Despite Ebola’s discovery nearly 40 years ago, little is known about the long- term health effects of the disease for survivors.
The most recent outbreak in West Africa is the largest to date, with more than 14,098 reported cases since March, including 5,160 deaths, according to the World Health Organization (WHO). The Centers for Disease Control and Prevention estimate the mortality rate for the current outbreak has been 71 percent overall.
Part of the mystery is because Ebola historically hit rural areas of Africa and then killed high numbers of those infected in a short period of time, giving researchers few survivors to study.
With a greater number of cases in the most recent outbreak, researchers should be able to learn more about the disease and be able to study its effects on survivors, said A. Scott Lea, associate professor of internal medicine and infectious disease at the University of Texas Medical Branch in Galveston. Lea is the clinician for researchers at its level four biosafety labortory—one of four in the US—where Ebola research has been done for the past 10 years.
There are not a lot of large, systemic studies on the long-term effects of Ebola for health care professionals to learn from, he said.
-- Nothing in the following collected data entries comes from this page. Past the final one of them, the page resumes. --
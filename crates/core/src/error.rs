use thiserror::Error;

use crate::model::{AppSettingsError, QuestionTypeError, SessionRowError, TemplateError};
use crate::runtime::SessionStateError;

#[derive(Debug, Error)]
pub enum Error {
    #[error(transparent)]
    QuestionType(#[from] QuestionTypeError),
    #[error(transparent)]
    Template(#[from] TemplateError),
    #[error(transparent)]
    SessionRow(#[from] SessionRowError),
    #[error(transparent)]
    SessionState(#[from] SessionStateError),
    #[error(transparent)]
    AppSettings(#[from] AppSettingsError),
}
/// Orchestrates the practice flow: template/order normalization, question
/// navigation over the traversal sequence, and the start/pause/end
/// lifecycle. All navigation attributes the in-flight question's time
/// *before* moving the pointer.
pub struct PracticeService {
    runtime: SharedRuntime,
    templates: Arc<dyn TemplateRepository>,
    question_types: Arc<dyn QuestionTypeRepository>,
    snapshots: Arc<dyn SnapshotRepository>,
    timer: Arc<TimerDriver>,
    commit: Arc<SessionCommitService>,
    clock: Clock,
}
use chrono::NaiveDate;

/// Per-day aggregate keyed by local date. Rows accumulate: counts and time
/// add up across contributing sessions, while `completion_rate` keeps the
/// most recent value.
#[derive(Debug, Clone, PartialEq)]
pub struct DailyStat {
    date: NaiveDate,
    total_sessions: u32,
    total_time_ms: u64,
    completion_rate: f64,
}

impl DailyStat {
    #[must_use]
    pub fn new(
        date: NaiveDate,
        total_sessions: u32,
        total_time_ms: u64,
        completion_rate: f64,
    ) -> Self {
        Self {
            date,
            total_sessions,
            total_time_ms,
            completion_rate,
        }
    }

    /// Merge another entry for the same date into this one.
    pub fn accumulate(&mut self, entry: &DailyStat) {
        self.total_sessions = self.total_sessions.saturating_add(entry.total_sessions);
        self.total_time_ms = self.total_time_ms.saturating_add(entry.total_time_ms);
        self.completion_rate = entry.completion_rate;
    }

    // Accessors
    #[must_use]
    pub fn date(&self) -> NaiveDate {
        self.date
    }

    #[must_use]
    pub fn total_sessions(&self) -> u32 {
        self.total_sessions
    }

    #[must_use]
    pub fn total_time_ms(&self) -> u64 {
        self.total_time_ms
    }

    #[must_use]
    pub fn completion_rate(&self) -> f64 {
        self.completion_rate
    }
}

#[cfg(test)]
mod tests {
    use super::*;

    fn date(day: u32) -> NaiveDate {
        NaiveDate::from_ymd_opt(2024, 3, day).unwrap()
    }

    #[test]
    fn accumulate_adds_counts_and_keeps_latest_rate() {
        let mut stat = DailyStat::new(date(1), 1, 1_800_000, 0.5);
        stat.accumulate(&DailyStat::new(date(1), 1, 600_000, 0.8));

        assert_eq!(stat.total_sessions(), 2);
        assert_eq!(stat.total_time_ms(), 2_400_000);
        assert!((stat.completion_rate() - 0.8).abs() < f64::EPSILON);
    }
}
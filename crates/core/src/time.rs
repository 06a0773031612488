use chrono::{DateTime, Duration, Utc};
use std::time::Instant;

/// A simple clock abstraction for deterministic time in services and tests.
#[derive(Debug, Clone, Copy, Default)]
pub enum Clock {
    #[default]
    Default,
    Fixed(DateTime<Utc>),
}

impl Clock {
    /// Returns a clock that uses the current system time.
    #[must_use]
    pub fn default_clock() -> Self {
        Self::Default
    }

    /// Returns a clock fixed at the given timestamp.
    #[must_use]
    pub fn fixed(at: DateTime<Utc>) -> Self {
        Self::Fixed(at)
    }

    /// Returns the current time according to the clock.
    #[must_use]
    pub fn now(&self) -> DateTime<Utc> {
        match self {
            Clock::Default => Utc::now(),
            Clock::Fixed(t) => *t,
        }
    }

    /// If this is a fixed clock, advance it by the given duration.
    ///
    /// Has no effect on `Clock::Default`.
    pub fn advance(&mut self, delta: Duration) {
        if let Clock::Fixed(t) = self {
            *t += delta;
        }
    }

    /// Returns true if this clock represents real time.
    #[must_use]
    pub fn is_default(&self) -> bool {
        matches!(self, Clock::Default)
    }

    /// Returns true if this clock is fixed.
    #[must_use]
    pub fn is_fixed(&self) -> bool {
        matches!(self, Clock::Fixed(_))
    }
}

/// Deterministic timestamp for tests and examples (2023-11-14T22:13:20Z).
pub const FIXED_TEST_TIMESTAMP: i64 = 1_700_000_000;

/// Returns a deterministic `DateTime<Utc>` for tests and doc examples.
///
/// # Panics
///
/// Panics if the fixed timestamp cannot be represented.
#[must_use]
pub fn fixed_now() -> DateTime<Utc> {
    DateTime::<Utc>::from_timestamp(FIXED_TEST_TIMESTAMP, 0)
        .expect("fixed timestamp should be valid")
}

/// Returns a `Clock` fixed at the deterministic test timestamp.
#[must_use]
pub fn fixed_clock() -> Clock {
    Clock::fixed(fixed_now())
}

//
// ─── DELTA TIMER ───────────────────────────────────────────────────────────────
//

/// Monotonic elapsed-delta producer behind the shared tick driver.
///
/// Tracks the instant of the previous emission so each cadence firing can
/// report the *measured* elapsed time instead of the nominal interval, which
/// keeps accumulated session time immune to scheduler jitter. While disarmed
/// no reference instant is held, so a later `arm` can never apply a stale
/// delta from before a pause.
#[derive(Debug, Clone, Default)]
pub struct DeltaTimer {
    last: Option<Instant>,
}

impl DeltaTimer {
    #[must_use]
    pub fn new() -> Self {
        Self::default()
    }

    /// Start measuring from `now`. Replaces any previous reference instant.
    pub fn arm(&mut self, now: Instant) {
        self.last = Some(now);
    }

    /// Drop the reference instant; subsequent `tick` calls return zero until
    /// `arm` is called again.
    pub fn disarm(&mut self) {
        self.last = None;
    }

    #[must_use]
    pub fn is_armed(&self) -> bool {
        self.last.is_some()
    }

    /// Returns elapsed milliseconds since the last emission and re-arms at
    /// `now`. Returns 0 when disarmed or when the clock did not advance.
    #[must_use]
    pub fn tick(&mut self, now: Instant) -> u64 {
        let Some(last) = self.last else {
            return 0;
        };
        self.last = Some(now);
        // saturating: a non-monotonic host clock must never produce a
        // negative delta.
        let elapsed = now.saturating_duration_since(last);
        u64::try_from(elapsed.as_millis()).unwrap_or(u64::MAX)
    }
}

//
// ─── DURATION FORMATTING ──────────────────────────────────────────────────────
//

/// Formats milliseconds as `MM:SS`, switching to `HH:MM:SS` at one hour.
#[must_use]
pub fn format_duration(ms: u64) -> String {
    let total_seconds = ms / 1000;
    let hours = total_seconds / 3600;
    let minutes = (total_seconds % 3600) / 60;
    let seconds = total_seconds % 60;
    if hours > 0 {
        format!("{hours:02}:{minutes:02}:{seconds:02}")
    } else {
        format!("{minutes:02}:{seconds:02}")
    }
}

/// Formats milliseconds as the compact `M:SS` form used in per-question views.
#[must_use]
pub fn format_minutes_seconds(ms: u64) -> String {
    let total_seconds = ms / 1000;
    let minutes = total_seconds / 60;
    let seconds = total_seconds % 60;
    format!("{minutes}:{seconds:02}")
}

/// Formats a timestamp as `YYYY/MM/DD HH:mm` (default session names).
#[must_use]
pub fn format_date_time(at: DateTime<Utc>) -> String {
    at.format("%Y/%m/%d %H:%M").to_string()
}

//
// ─── TESTS ─────────────────────────────────────────────────────────────────────
//

#[cfg(test)]
mod tests {
    use super::*;
    use std::time::Duration as StdDuration;

    #[test]
    fn delta_timer_reports_elapsed_between_ticks() {
        let mut timer = DeltaTimer::new();
        let start = Instant::now();
        timer.arm(start);

        let delta = timer.tick(start + StdDuration::from_millis(200));
        assert_eq!(delta, 200);

        let delta = timer.tick(start + StdDuration::from_millis(450));
        assert_eq!(delta, 250);
    }

    #[test]
    fn delta_timer_is_zero_when_disarmed() {
        let mut timer = DeltaTimer::new();
        assert_eq!(timer.tick(Instant::now()), 0);

        timer.arm(Instant::now());
        timer.disarm();
        assert!(!timer.is_armed());
        assert_eq!(timer.tick(Instant::now()), 0);
    }

    #[test]
    fn delta_timer_clamps_regressed_clock_to_zero() {
        let mut timer = DeltaTimer::new();
        let start = Instant::now();
        timer.arm(start + StdDuration::from_millis(100));
        assert_eq!(timer.tick(start), 0);
    }

    #[test]
    fn rearming_resets_the_reference_instant() {
        let mut timer = DeltaTimer::new();
        let start = Instant::now();
        timer.arm(start);
        timer.arm(start + StdDuration::from_millis(500));
        assert_eq!(timer.tick(start + StdDuration::from_millis(700)), 200);
    }

    #[test]
    fn formats_sub_hour_durations() {
        assert_eq!(format_duration(0), "00:00");
        assert_eq!(format_duration(59_999), "00:59");
        assert_eq!(format_duration(95_000), "01:35");
        assert_eq!(format_duration(3_599_000), "59:59");
    }

    #[test]
    fn formats_hour_durations_with_hours_field() {
        assert_eq!(format_duration(3_600_000), "01:00:00");
        assert_eq!(format_duration(4_515_000), "01:15:15");
    }

    #[test]
    fn formats_compact_minutes_seconds() {
        assert_eq!(format_minutes_seconds(5_000), "0:05");
        assert_eq!(format_minutes_seconds(65_000), "1:05");
        assert_eq!(format_minutes_seconds(600_000), "10:00");
    }

    #[test]
    fn formats_date_time() {
        assert_eq!(format_date_time(fixed_now()), "2023/11/14 22:13");
    }
}
use serde::{Deserialize, Serialize};
use std::collections::BTreeMap;
use thiserror::Error;

use crate::model::ids::QuestionTypeId;

#[derive(Debug, Clone, Copy, PartialEq, Eq, Default, Serialize, Deserialize)]
#[serde(rename_all = "lowercase")]
pub enum ThemeMode {
    Light,
    Dark,
    #[default]
    System,
}

#[derive(Debug, Clone, Copy, PartialEq, Eq, Default, Serialize, Deserialize)]
#[serde(rename_all = "lowercase")]
pub enum ColorScheme {
    #[default]
    Azure,
    Citrus,
    Slate,
    Rose,
}

#[derive(Debug, Error)]
#[non_exhaustive]
pub enum AppSettingsError {
    #[error("exam total time must be positive")]
    InvalidExamTotalTime,

    #[error("exam type ratio values must be finite and non-negative")]
    InvalidTypeRatio,
}

/// Application-wide settings, persisted as the singleton `"app"` row.
#[derive(Debug, Clone, PartialEq)]
pub struct AppSettings {
    theme_mode: ThemeMode,
    color_scheme: ColorScheme,
    exam_total_minutes: Option<u32>,
    exam_type_ratio: Option<BTreeMap<QuestionTypeId, f64>>,
}

#[derive(Debug, Clone, Default)]
pub struct AppSettingsDraft {
    pub theme_mode: ThemeMode,
    pub color_scheme: ColorScheme,
    pub exam_total_minutes: Option<u32>,
    pub exam_type_ratio: Option<BTreeMap<QuestionTypeId, f64>>,
}

impl AppSettingsDraft {
    #[must_use]
    pub fn new() -> Self {
        Self::default()
    }

    /// Validate the draft into persisted settings.
    ///
    /// # Errors
    ///
    /// Returns `AppSettingsError` if the exam total time is zero or a ratio
    /// value is negative/non-finite.
    pub fn validate(self) -> Result<AppSettings, AppSettingsError> {
        if let Some(total) = self.exam_total_minutes {
            if total == 0 {
                return Err(AppSettingsError::InvalidExamTotalTime);
            }
        }
        if let Some(ratio) = self.exam_type_ratio.as_ref() {
            if ratio.values().any(|v| !v.is_finite() || *v < 0.0) {
                return Err(AppSettingsError::InvalidTypeRatio);
            }
        }

        Ok(AppSettings {
            theme_mode: self.theme_mode,
            color_scheme: self.color_scheme,
            exam_total_minutes: self.exam_total_minutes,
            exam_type_ratio: self.exam_type_ratio.filter(|r| !r.is_empty()),
        })
    }
}

impl AppSettings {
    /// Rehydrate settings from persisted storage.
    ///
    /// # Errors
    ///
    /// Returns `AppSettingsError` if stored values fail validation.
    pub fn from_persisted(
        theme_mode: ThemeMode,
        color_scheme: ColorScheme,
        exam_total_minutes: Option<u32>,
        exam_type_ratio: Option<BTreeMap<QuestionTypeId, f64>>,
    ) -> Result<Self, AppSettingsError> {
        AppSettingsDraft {
            theme_mode,
            color_scheme,
            exam_total_minutes,
            exam_type_ratio,
        }
        .validate()
    }

    #[must_use]
    pub fn theme_mode(&self) -> ThemeMode {
        self.theme_mode
    }

    #[must_use]
    pub fn color_scheme(&self) -> ColorScheme {
        self.color_scheme
    }

    #[must_use]
    pub fn exam_total_minutes(&self) -> Option<u32> {
        self.exam_total_minutes
    }

    #[must_use]
    pub fn exam_type_ratio(&self) -> Option<&BTreeMap<QuestionTypeId, f64>> {
        self.exam_type_ratio.as_ref()
    }
}

impl Default for AppSettings {
    fn default() -> Self {
        Self {
            theme_mode: ThemeMode::System,
            color_scheme: ColorScheme::Azure,
            exam_total_minutes: None,
            exam_type_ratio: None,
        }
    }
}

#[cfg(test)]
mod tests {
    use super::*;

    #[test]
    fn draft_rejects_zero_total_time() {
        let draft = AppSettingsDraft {
            exam_total_minutes: Some(0),
            ..AppSettingsDraft::new()
        };
        assert!(matches!(
            draft.validate(),
            Err(AppSettingsError::InvalidExamTotalTime)
        ));
    }

    #[test]
    fn draft_rejects_negative_ratio() {
        let mut ratio = BTreeMap::new();
        ratio.insert(QuestionTypeId::random(), -0.2);
        let draft = AppSettingsDraft {
            exam_type_ratio: Some(ratio),
            ..AppSettingsDraft::new()
        };
        assert!(matches!(
            draft.validate(),
            Err(AppSettingsError::InvalidTypeRatio)
        ));
    }

    #[test]
    fn draft_drops_empty_ratio_map() {
        let draft = AppSettingsDraft {
            exam_type_ratio: Some(BTreeMap::new()),
            ..AppSettingsDraft::new()
        };
        let settings = draft.validate().unwrap();
        assert_eq!(settings.exam_type_ratio(), None);
    }

    #[test]
    fn defaults_are_system_azure() {
        let settings = AppSettings::default();
        assert_eq!(settings.theme_mode(), ThemeMode::System);
        assert_eq!(settings.color_scheme(), ColorScheme::Azure);
    }
}
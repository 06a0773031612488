use chrono::Utc;
use sqlx::SqlitePool;

use super::SqliteInitError;

/// Runs a single, consolidated migration for the current schema.
///
/// Creates the eight persisted collections plus the runtime snapshot slot
/// and their secondary indexes. No cross-table foreign keys: rows may
/// reference collections imported in any order, and sessions legitimately
/// outlive the template they were run against.
#[allow(clippy::too_many_lines)]
pub async fn run_migrations(pool: &SqlitePool) -> Result<(), SqliteInitError> {
    async fn is_applied(pool: &SqlitePool, version: i64) -> Result<bool, sqlx::Error> {
        let row = sqlx::query("SELECT 1 FROM schema_migrations WHERE version = ?1")
            .bind(version)
            .fetch_optional(pool)
            .await?;
        Ok(row.is_some())
    }

    sqlx::query(
        r"
            CREATE TABLE IF NOT EXISTS schema_migrations (
                version INTEGER PRIMARY KEY,
                applied_at TEXT NOT NULL
            );
            ",
    )
    .execute(pool)
    .await?;

    // Version 1: full schema.
    if !is_applied(pool, 1).await? {
        let mut tx = pool.begin().await?;

        sqlx::query(
            r"
                CREATE TABLE IF NOT EXISTS question_types (
                    id TEXT PRIMARY KEY,
                    name TEXT NOT NULL,
                    short_name TEXT,
                    color TEXT,
                    created_at TEXT NOT NULL,
                    updated_at TEXT NOT NULL
                );
            ",
        )
        .execute(&mut *tx)
        .await?;

        sqlx::query(
            r"
                CREATE TABLE IF NOT EXISTS templates (
                    id TEXT PRIMARY KEY,
                    name TEXT NOT NULL,
                    description TEXT,
                    is_default INTEGER NOT NULL,
                    total_questions INTEGER NOT NULL CHECK (total_questions >= 0),
                    total_planned_minutes INTEGER NOT NULL CHECK (total_planned_minutes >= 0),
                    created_at TEXT NOT NULL,
                    updated_at TEXT NOT NULL
                );
            ",
        )
        .execute(&mut *tx)
        .await?;

        sqlx::query(
            r"
                CREATE TABLE IF NOT EXISTS template_items (
                    id TEXT PRIMARY KEY,
                    template_id TEXT NOT NULL,
                    question_type_id TEXT NOT NULL,
                    question_count INTEGER NOT NULL CHECK (question_count >= 0),
                    planned_minutes INTEGER NOT NULL CHECK (planned_minutes >= 0),
                    order_index INTEGER NOT NULL CHECK (order_index >= 0)
                );
            ",
        )
        .execute(&mut *tx)
        .await?;

        sqlx::query(
            r"
                CREATE TABLE IF NOT EXISTS sessions (
                    id TEXT PRIMARY KEY,
                    name TEXT,
                    mode TEXT NOT NULL,
                    template_id TEXT NOT NULL,
                    custom_order TEXT NOT NULL,
                    item_snapshot TEXT NOT NULL DEFAULT '[]',
                    status TEXT NOT NULL,
                    started_at TEXT NOT NULL,
                    ended_at TEXT,
                    total_time_ms INTEGER NOT NULL CHECK (total_time_ms >= 0),
                    paused_count INTEGER NOT NULL CHECK (paused_count >= 0)
                );
            ",
        )
        .execute(&mut *tx)
        .await?;

        sqlx::query(
            r"
                CREATE TABLE IF NOT EXISTS session_items (
                    id TEXT PRIMARY KEY,
                    session_id TEXT NOT NULL,
                    template_item_id TEXT NOT NULL,
                    actual_time_ms INTEGER NOT NULL CHECK (actual_time_ms >= 0),
                    planned_ms INTEGER NOT NULL CHECK (planned_ms >= 0),
                    question_count INTEGER NOT NULL CHECK (question_count >= 0),
                    overtime_count INTEGER NOT NULL CHECK (overtime_count >= 0),
                    order_index INTEGER NOT NULL CHECK (order_index >= 0)
                );
            ",
        )
        .execute(&mut *tx)
        .await?;

        sqlx::query(
            r"
                CREATE TABLE IF NOT EXISTS question_records (
                    id TEXT PRIMARY KEY,
                    session_id TEXT NOT NULL,
                    session_item_id TEXT NOT NULL,
                    question_index INTEGER NOT NULL CHECK (question_index >= 1),
                    actual_time_ms INTEGER NOT NULL CHECK (actual_time_ms >= 0),
                    planned_ms INTEGER NOT NULL CHECK (planned_ms >= 0),
                    status TEXT NOT NULL
                );
            ",
        )
        .execute(&mut *tx)
        .await?;

        sqlx::query(
            r"
                CREATE TABLE IF NOT EXISTS stats_daily (
                    date TEXT PRIMARY KEY,
                    total_sessions INTEGER NOT NULL CHECK (total_sessions >= 0),
                    total_time_ms INTEGER NOT NULL CHECK (total_time_ms >= 0),
                    completion_rate REAL NOT NULL
                );
            ",
        )
        .execute(&mut *tx)
        .await?;

        sqlx::query(
            r"
                CREATE TABLE IF NOT EXISTS settings (
                    id TEXT PRIMARY KEY,
                    theme_mode TEXT NOT NULL,
                    color_scheme TEXT NOT NULL,
                    exam_total_minutes INTEGER,
                    exam_type_ratio TEXT
                );
            ",
        )
        .execute(&mut *tx)
        .await?;

        sqlx::query(
            r"
                CREATE TABLE IF NOT EXISTS runtime_snapshot (
                    id INTEGER PRIMARY KEY CHECK (id = 1),
                    payload TEXT NOT NULL
                );
            ",
        )
        .execute(&mut *tx)
        .await?;

        sqlx::query(
            r"
                CREATE INDEX IF NOT EXISTS idx_template_items_template
                    ON template_items (template_id, order_index);
            ",
        )
        .execute(&mut *tx)
        .await?;

        sqlx::query(
            r"
                CREATE INDEX IF NOT EXISTS idx_sessions_status
                    ON sessions (status);
            ",
        )
        .execute(&mut *tx)
        .await?;

        sqlx::query(
            r"
                CREATE INDEX IF NOT EXISTS idx_session_items_session
                    ON session_items (session_id, order_index);
            ",
        )
        .execute(&mut *tx)
        .await?;

        sqlx::query(
            r"
                CREATE INDEX IF NOT EXISTS idx_question_records_session
                    ON question_records (session_id, question_index);
            ",
        )
        .execute(&mut *tx)
        .await?;

        sqlx::query(
            r"
                CREATE INDEX IF NOT EXISTS idx_question_records_session_item
                    ON question_records (session_item_id);
            ",
        )
        .execute(&mut *tx)
        .await?;

        sqlx::query(
            r"
                INSERT INTO schema_migrations (version, applied_at)
                VALUES (?1, ?2)
                ON CONFLICT(version) DO NOTHING
            ",
        )
        .bind(1_i64)
        .bind(Utc::now())
        .execute(&mut *tx)
        .await?;

        tx.commit().await?;
    }

    Ok(())
}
“One that is known in folks with Ebola is uveitis, or inflammation of the inner workings of the eye,” Lea said.
In a 1999 study published in The Journal of Infectious Diseases, researchers found that four of 20 survivors of a 1995 Ebola outbreak in the Democratic Republic of the Congo developed eye pain and vision problems after having the virus, but they improved after topical treatments and steroids.
Margaret Nanyonga, a psychosocial support officer for the World Health Organization in Kenema, Sierra Leone, said on the organization’s website that many Ebola survivors suffer from “post-Ebola syndrome,” which includes body aches and extreme fatigue in addition to the visual problems that affect about 50 percent of the survivors there.
“We need to understand why these symptoms persist, whether they are caused by the disease or treatment, or perhaps the heavy disinfection,” she said.
Chronic arthralgia—or pain in one or more joints, similar to arthritis—was common in people living in villages in Gabon whose blood had Ebola antibodies present, according to a 2011 study in The Journal of Infectious Diseases.
For Nancy Writebol, an Ebola survivor who was the second American flown back to the U.S. from Africa for treatment, it took a while for her stamina to come back. She also struggled with neuropathy, or nerve damage, in her feet.
“My doctors are hoping that I’ll be back to 100 percent and there won’t be any long-term effects. I think we’re getting there,” Writebol said. “With any illness, especially illnesses that are new, you don’t always know what the side effects are going to be and what’s going to happen once you’re released,” she added.
There are also short term post-viral effects, Lea said. Some with Ebola might experience acute renal failure, which usually is reversible, but not always. Others could have brain bleeds leading to stroke or bleeds leading to heart attacks.
“Another well known group of side effects is it persists in semen and breast milk and can still transmit the virus for up to about three months to partners and children, so that’s a concern,” Lea said.